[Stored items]
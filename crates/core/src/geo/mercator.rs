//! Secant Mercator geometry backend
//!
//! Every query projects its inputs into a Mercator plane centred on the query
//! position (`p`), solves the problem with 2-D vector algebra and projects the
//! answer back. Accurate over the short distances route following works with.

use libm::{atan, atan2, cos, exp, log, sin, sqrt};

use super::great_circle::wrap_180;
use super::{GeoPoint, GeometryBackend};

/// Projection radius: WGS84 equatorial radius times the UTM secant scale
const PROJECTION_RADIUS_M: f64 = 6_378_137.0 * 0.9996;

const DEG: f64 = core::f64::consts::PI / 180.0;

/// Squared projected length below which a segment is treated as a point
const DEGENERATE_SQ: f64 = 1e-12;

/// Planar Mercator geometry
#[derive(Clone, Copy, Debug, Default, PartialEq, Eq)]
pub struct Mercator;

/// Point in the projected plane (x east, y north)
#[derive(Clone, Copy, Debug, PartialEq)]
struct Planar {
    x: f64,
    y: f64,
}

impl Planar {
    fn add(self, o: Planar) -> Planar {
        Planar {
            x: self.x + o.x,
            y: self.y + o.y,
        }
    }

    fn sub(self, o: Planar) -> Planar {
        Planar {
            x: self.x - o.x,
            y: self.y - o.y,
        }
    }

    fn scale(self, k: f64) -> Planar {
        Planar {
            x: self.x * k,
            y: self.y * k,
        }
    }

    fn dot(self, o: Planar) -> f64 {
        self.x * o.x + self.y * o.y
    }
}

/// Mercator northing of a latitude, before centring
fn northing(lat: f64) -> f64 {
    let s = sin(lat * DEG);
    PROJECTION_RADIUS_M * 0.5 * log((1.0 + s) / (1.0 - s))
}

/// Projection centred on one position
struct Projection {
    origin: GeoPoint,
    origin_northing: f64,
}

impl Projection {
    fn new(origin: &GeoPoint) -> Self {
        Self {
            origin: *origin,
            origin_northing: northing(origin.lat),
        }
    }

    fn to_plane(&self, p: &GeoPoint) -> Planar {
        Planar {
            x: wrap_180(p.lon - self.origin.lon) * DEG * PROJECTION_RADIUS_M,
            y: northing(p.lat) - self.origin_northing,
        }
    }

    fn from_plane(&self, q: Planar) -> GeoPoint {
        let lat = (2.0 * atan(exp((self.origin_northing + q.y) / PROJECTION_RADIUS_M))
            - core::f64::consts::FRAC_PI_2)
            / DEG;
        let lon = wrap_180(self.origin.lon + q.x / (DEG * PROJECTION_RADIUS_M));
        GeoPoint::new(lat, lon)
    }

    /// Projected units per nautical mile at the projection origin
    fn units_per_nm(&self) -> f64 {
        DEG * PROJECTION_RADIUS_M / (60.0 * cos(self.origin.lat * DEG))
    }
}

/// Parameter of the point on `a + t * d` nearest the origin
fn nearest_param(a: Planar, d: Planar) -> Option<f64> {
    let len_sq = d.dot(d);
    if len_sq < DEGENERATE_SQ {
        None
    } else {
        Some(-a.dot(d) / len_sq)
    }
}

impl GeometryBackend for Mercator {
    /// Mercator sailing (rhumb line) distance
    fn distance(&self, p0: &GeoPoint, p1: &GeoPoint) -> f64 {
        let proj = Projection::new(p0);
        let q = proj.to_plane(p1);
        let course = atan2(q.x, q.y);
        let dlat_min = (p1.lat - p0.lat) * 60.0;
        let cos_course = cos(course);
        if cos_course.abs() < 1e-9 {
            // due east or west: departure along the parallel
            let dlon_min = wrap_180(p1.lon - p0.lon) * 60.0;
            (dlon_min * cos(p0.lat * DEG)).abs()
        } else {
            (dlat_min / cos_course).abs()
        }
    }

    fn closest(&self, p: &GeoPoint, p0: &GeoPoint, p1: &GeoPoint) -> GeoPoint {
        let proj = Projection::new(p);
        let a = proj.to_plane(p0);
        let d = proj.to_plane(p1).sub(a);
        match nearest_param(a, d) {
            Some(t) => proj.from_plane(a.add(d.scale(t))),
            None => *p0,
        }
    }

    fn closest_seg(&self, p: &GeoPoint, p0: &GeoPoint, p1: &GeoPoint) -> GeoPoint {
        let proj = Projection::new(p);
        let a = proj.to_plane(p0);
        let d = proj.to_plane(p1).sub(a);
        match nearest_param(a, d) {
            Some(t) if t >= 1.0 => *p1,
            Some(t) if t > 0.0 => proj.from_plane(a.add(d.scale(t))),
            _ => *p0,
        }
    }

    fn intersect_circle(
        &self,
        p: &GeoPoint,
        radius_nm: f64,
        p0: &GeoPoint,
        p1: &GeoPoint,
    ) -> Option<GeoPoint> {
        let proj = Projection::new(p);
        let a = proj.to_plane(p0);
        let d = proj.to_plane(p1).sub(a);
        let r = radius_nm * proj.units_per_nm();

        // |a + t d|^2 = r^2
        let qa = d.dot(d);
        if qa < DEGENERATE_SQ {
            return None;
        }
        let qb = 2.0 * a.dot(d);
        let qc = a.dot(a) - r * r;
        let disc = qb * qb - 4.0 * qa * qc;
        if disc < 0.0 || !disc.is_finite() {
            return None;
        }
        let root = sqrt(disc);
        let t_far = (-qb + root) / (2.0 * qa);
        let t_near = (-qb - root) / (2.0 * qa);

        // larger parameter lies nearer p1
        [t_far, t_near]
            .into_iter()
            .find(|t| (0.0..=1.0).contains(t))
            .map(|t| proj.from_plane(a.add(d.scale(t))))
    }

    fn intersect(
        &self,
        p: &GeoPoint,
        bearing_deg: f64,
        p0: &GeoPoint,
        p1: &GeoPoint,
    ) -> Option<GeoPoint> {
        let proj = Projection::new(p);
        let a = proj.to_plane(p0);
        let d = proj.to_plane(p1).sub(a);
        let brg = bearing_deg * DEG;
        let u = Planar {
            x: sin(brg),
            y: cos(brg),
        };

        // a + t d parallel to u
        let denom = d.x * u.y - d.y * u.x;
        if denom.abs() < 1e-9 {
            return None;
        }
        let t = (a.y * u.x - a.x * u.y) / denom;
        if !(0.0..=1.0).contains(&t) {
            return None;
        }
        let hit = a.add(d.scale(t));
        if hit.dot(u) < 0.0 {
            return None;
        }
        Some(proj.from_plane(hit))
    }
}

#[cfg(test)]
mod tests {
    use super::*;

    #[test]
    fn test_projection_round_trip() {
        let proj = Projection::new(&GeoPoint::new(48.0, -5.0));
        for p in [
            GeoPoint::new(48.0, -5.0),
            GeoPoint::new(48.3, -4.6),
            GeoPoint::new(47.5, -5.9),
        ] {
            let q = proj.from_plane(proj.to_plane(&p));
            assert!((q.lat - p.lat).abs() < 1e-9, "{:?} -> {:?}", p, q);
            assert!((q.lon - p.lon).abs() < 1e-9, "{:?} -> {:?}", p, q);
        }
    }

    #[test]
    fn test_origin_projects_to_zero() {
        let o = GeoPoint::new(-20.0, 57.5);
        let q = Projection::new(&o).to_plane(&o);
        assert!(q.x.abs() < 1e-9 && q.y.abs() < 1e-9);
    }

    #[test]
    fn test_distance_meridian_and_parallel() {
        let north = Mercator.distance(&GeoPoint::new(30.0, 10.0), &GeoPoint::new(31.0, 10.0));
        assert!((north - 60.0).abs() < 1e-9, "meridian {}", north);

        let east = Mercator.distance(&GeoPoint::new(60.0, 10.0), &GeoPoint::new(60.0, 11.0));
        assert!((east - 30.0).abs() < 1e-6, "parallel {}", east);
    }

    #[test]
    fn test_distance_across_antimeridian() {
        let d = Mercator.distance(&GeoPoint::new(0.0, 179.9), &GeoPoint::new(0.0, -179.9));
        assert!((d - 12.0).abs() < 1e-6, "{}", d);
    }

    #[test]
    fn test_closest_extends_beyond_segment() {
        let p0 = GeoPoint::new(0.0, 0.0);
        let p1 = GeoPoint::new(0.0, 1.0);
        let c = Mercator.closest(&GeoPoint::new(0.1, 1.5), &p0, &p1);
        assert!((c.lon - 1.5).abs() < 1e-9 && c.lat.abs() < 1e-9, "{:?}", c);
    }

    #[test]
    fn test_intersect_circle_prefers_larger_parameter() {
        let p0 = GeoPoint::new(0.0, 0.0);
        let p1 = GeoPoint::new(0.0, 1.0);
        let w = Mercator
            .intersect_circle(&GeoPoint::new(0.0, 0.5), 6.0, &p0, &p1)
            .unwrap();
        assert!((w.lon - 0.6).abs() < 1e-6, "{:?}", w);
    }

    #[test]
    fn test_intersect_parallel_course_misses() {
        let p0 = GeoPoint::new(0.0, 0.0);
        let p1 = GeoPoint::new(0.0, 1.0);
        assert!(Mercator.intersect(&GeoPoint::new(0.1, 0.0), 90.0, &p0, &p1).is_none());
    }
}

● **ACTIVITY**
Among the lines above, show every one that contains the string "sqrt".

● **WRITTEN ANSWER**
use libm::{atan, atan2, cos, exp, log, sin, sqrt};
        let root = sqrt(disc);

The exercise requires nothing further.